Directions: Look below for the line holding "fn create_store_table(&self, table: &str)" and the line holding "self.record_op(|| traced(OperationKind::Query, query));". Repeat those two and everything between, exactly.
-- Opening Marker --
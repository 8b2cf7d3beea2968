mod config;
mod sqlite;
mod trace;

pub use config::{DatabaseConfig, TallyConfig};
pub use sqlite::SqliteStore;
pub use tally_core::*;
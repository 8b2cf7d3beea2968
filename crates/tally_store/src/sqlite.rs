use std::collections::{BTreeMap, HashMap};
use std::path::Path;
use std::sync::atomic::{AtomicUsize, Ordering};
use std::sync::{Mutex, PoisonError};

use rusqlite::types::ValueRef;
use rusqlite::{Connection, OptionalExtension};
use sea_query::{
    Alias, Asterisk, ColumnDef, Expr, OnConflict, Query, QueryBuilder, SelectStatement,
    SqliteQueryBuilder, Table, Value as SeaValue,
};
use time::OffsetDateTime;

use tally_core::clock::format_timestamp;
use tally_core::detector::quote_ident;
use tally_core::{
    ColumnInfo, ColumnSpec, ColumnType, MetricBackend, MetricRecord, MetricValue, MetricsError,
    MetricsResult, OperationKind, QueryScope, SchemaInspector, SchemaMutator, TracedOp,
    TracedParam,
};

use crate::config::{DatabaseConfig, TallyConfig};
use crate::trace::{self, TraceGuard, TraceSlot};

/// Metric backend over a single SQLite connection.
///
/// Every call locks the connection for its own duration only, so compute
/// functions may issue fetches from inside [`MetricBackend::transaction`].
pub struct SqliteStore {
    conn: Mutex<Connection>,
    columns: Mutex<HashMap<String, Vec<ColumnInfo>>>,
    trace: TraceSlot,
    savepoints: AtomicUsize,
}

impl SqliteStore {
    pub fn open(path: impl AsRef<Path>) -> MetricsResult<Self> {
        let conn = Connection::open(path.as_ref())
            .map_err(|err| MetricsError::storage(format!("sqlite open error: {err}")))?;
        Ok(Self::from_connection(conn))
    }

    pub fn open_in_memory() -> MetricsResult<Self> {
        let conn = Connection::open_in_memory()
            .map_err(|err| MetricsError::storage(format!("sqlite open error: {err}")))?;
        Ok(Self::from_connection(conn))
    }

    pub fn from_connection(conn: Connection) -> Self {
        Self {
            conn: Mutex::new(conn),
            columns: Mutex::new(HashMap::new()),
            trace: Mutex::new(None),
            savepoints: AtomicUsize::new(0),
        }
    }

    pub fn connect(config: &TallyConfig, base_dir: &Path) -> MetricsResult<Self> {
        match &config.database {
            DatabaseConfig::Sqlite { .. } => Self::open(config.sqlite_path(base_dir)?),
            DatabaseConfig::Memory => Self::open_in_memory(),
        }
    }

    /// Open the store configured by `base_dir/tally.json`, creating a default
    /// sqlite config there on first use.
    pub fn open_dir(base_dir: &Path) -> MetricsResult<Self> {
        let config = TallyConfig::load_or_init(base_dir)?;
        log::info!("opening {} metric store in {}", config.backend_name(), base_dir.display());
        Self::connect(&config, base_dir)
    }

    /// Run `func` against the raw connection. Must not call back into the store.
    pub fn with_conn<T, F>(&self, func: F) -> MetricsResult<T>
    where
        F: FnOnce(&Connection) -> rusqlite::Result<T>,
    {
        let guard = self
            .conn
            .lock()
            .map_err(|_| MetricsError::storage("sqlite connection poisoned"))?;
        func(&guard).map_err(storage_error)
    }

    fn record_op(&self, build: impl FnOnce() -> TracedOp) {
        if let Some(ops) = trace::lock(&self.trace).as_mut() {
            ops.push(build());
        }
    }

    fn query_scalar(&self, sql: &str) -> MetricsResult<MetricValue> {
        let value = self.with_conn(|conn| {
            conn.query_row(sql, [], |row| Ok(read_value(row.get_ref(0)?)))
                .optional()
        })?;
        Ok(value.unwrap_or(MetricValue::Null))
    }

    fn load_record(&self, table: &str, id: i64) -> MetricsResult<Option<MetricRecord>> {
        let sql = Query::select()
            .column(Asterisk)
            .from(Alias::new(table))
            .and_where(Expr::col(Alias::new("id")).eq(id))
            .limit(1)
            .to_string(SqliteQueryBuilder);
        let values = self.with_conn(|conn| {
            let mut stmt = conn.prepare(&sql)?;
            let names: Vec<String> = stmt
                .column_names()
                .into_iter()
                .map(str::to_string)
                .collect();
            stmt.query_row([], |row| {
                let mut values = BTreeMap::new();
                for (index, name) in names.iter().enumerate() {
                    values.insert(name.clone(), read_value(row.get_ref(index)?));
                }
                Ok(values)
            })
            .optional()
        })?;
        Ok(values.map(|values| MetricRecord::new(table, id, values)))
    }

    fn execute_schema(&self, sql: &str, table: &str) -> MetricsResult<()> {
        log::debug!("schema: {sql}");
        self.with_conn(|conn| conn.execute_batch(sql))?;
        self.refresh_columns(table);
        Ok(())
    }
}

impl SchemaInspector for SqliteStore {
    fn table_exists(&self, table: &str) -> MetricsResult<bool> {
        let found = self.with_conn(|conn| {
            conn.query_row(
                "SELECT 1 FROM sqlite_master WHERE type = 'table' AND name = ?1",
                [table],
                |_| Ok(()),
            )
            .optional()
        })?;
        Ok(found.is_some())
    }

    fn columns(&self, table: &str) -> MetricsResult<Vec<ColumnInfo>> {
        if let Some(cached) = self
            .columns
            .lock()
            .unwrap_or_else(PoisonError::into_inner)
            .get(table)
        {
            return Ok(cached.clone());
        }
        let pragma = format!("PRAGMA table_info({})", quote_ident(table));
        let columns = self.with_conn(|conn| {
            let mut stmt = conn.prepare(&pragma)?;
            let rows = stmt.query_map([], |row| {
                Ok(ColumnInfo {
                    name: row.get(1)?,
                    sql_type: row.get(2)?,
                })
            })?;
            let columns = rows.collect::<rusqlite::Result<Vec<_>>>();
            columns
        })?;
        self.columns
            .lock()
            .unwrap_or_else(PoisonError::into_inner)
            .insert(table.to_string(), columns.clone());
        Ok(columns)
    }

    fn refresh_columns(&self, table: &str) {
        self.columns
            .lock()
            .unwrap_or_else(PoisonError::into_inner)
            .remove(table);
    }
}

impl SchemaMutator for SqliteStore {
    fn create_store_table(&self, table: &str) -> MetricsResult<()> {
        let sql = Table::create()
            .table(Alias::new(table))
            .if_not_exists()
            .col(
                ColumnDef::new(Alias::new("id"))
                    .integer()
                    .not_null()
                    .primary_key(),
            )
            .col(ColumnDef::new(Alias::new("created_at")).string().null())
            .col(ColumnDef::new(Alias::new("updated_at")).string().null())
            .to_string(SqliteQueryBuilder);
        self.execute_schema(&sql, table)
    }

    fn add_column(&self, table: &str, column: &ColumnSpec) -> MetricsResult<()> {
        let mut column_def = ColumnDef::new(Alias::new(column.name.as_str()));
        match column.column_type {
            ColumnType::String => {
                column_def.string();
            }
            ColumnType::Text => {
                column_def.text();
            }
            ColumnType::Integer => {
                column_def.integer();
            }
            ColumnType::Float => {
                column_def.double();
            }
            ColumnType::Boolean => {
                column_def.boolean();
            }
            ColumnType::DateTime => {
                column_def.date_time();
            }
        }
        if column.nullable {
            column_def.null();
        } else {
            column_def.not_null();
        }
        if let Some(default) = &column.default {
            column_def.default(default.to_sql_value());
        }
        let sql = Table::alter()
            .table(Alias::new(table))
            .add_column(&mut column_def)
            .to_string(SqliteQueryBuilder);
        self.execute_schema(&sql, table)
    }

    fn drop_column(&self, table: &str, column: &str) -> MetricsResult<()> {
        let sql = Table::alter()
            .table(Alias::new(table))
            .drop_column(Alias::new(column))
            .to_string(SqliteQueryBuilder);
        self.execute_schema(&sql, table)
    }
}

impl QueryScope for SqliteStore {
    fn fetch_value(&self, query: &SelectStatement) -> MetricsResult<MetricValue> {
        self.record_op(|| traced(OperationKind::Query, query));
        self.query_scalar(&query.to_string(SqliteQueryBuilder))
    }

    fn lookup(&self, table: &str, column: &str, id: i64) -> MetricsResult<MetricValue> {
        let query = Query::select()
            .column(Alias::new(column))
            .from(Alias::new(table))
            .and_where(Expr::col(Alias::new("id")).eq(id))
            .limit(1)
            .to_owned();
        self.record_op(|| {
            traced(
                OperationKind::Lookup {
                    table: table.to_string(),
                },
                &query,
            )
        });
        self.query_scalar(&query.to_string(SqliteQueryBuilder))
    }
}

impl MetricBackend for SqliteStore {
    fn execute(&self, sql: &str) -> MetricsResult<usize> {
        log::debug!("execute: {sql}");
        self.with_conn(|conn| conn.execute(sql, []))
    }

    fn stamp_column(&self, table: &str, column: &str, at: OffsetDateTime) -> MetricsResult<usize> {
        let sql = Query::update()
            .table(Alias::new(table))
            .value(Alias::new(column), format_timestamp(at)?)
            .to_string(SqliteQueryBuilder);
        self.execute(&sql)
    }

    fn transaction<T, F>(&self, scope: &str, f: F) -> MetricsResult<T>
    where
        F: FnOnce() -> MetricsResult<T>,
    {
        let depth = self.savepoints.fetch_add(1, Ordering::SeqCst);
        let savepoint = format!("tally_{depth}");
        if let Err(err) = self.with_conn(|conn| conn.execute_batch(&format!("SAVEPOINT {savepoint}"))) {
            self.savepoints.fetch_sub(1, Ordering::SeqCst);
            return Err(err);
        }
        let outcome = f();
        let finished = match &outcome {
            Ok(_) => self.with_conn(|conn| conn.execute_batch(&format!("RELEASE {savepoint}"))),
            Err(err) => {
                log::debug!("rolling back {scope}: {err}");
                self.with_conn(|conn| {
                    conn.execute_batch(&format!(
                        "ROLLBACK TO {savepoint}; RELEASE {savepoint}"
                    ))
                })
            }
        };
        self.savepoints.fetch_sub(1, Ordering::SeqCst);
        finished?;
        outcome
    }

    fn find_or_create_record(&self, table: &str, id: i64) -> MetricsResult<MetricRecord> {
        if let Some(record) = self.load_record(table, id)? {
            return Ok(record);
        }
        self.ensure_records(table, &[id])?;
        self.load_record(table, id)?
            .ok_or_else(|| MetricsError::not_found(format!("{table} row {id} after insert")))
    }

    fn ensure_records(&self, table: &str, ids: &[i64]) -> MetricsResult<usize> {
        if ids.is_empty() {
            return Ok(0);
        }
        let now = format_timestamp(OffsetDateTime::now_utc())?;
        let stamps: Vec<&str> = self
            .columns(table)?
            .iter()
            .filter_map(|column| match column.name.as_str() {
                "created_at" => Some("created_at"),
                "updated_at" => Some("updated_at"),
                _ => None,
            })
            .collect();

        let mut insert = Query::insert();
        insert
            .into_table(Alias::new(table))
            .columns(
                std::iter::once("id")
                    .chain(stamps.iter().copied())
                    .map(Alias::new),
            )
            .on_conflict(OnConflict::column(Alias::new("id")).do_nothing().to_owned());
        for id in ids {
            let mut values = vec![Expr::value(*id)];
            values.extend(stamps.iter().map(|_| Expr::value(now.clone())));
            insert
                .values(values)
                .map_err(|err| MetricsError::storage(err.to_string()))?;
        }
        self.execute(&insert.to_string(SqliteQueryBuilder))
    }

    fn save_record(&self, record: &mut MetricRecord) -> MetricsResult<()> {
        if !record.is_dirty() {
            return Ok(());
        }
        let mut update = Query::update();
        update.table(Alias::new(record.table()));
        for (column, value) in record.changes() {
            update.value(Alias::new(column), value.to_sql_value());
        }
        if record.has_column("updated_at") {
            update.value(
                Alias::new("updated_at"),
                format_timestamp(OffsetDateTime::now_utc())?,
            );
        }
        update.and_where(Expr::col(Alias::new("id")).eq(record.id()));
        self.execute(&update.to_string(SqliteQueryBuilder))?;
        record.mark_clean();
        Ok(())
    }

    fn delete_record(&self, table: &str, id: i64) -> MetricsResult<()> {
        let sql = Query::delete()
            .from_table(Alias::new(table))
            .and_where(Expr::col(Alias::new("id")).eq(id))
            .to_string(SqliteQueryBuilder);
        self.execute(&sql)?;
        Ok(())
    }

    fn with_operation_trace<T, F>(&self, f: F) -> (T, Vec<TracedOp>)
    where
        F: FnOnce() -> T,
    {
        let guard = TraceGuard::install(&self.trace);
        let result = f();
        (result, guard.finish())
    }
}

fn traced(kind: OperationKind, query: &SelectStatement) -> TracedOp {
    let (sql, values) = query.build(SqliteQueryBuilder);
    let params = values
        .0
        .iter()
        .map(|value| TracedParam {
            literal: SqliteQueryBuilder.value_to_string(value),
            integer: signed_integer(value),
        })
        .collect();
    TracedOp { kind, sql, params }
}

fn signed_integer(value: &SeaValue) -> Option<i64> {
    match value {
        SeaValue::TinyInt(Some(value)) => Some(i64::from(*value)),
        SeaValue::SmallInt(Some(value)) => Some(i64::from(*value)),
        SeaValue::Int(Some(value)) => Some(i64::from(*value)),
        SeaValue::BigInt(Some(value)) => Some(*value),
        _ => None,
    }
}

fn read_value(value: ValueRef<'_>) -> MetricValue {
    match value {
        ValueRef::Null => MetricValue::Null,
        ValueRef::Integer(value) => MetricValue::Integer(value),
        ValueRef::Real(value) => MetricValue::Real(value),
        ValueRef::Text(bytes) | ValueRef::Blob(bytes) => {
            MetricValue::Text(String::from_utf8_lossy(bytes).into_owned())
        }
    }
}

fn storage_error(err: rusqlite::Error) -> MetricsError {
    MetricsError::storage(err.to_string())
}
-- Closing Marker --
Task solution:
    fn create_store_table(&self, table: &str) -> MetricsResult<()> {
        let sql = Table::create()
            .table(Alias::new(table))
            .if_not_exists()
            .col(
                ColumnDef::new(Alias::new("id"))
                    .integer()
                    .not_null()
                    .primary_key(),
            )
            .col(ColumnDef::new(Alias::new("created_at")).string().null())
            .col(ColumnDef::new(Alias::new("updated_at")).string().null())
            .to_string(SqliteQueryBuilder);
        self.execute_schema(&sql, table)
    }

    fn add_column(&self, table: &str, column: &ColumnSpec) -> MetricsResult<()> {
        let mut column_def = ColumnDef::new(Alias::new(column.name.as_str()));
        match column.column_type {
            ColumnType::String => {
                column_def.string();
            }
            ColumnType::Text => {
                column_def.text();
            }
            ColumnType::Integer => {
                column_def.integer();
            }
            ColumnType::Float => {
                column_def.double();
            }
            ColumnType::Boolean => {
                column_def.boolean();
            }
            ColumnType::DateTime => {
                column_def.date_time();
            }
        }
        if column.nullable {
            column_def.null();
        } else {
            column_def.not_null();
        }
        if let Some(default) = &column.default {
            column_def.default(default.to_sql_value());
        }
        let sql = Table::alter()
            .table(Alias::new(table))
            .add_column(&mut column_def)
            .to_string(SqliteQueryBuilder);
        self.execute_schema(&sql, table)
    }

    fn drop_column(&self, table: &str, column: &str) -> MetricsResult<()> {
        let sql = Table::alter()
            .table(Alias::new(table))
            .drop_column(Alias::new(column))
            .to_string(SqliteQueryBuilder);
        self.execute_schema(&sql, table)
    }
}

impl QueryScope for SqliteStore {
    fn fetch_value(&self, query: &SelectStatement) -> MetricsResult<MetricValue> {
        self.record_op(|| traced(OperationKind::Query, query));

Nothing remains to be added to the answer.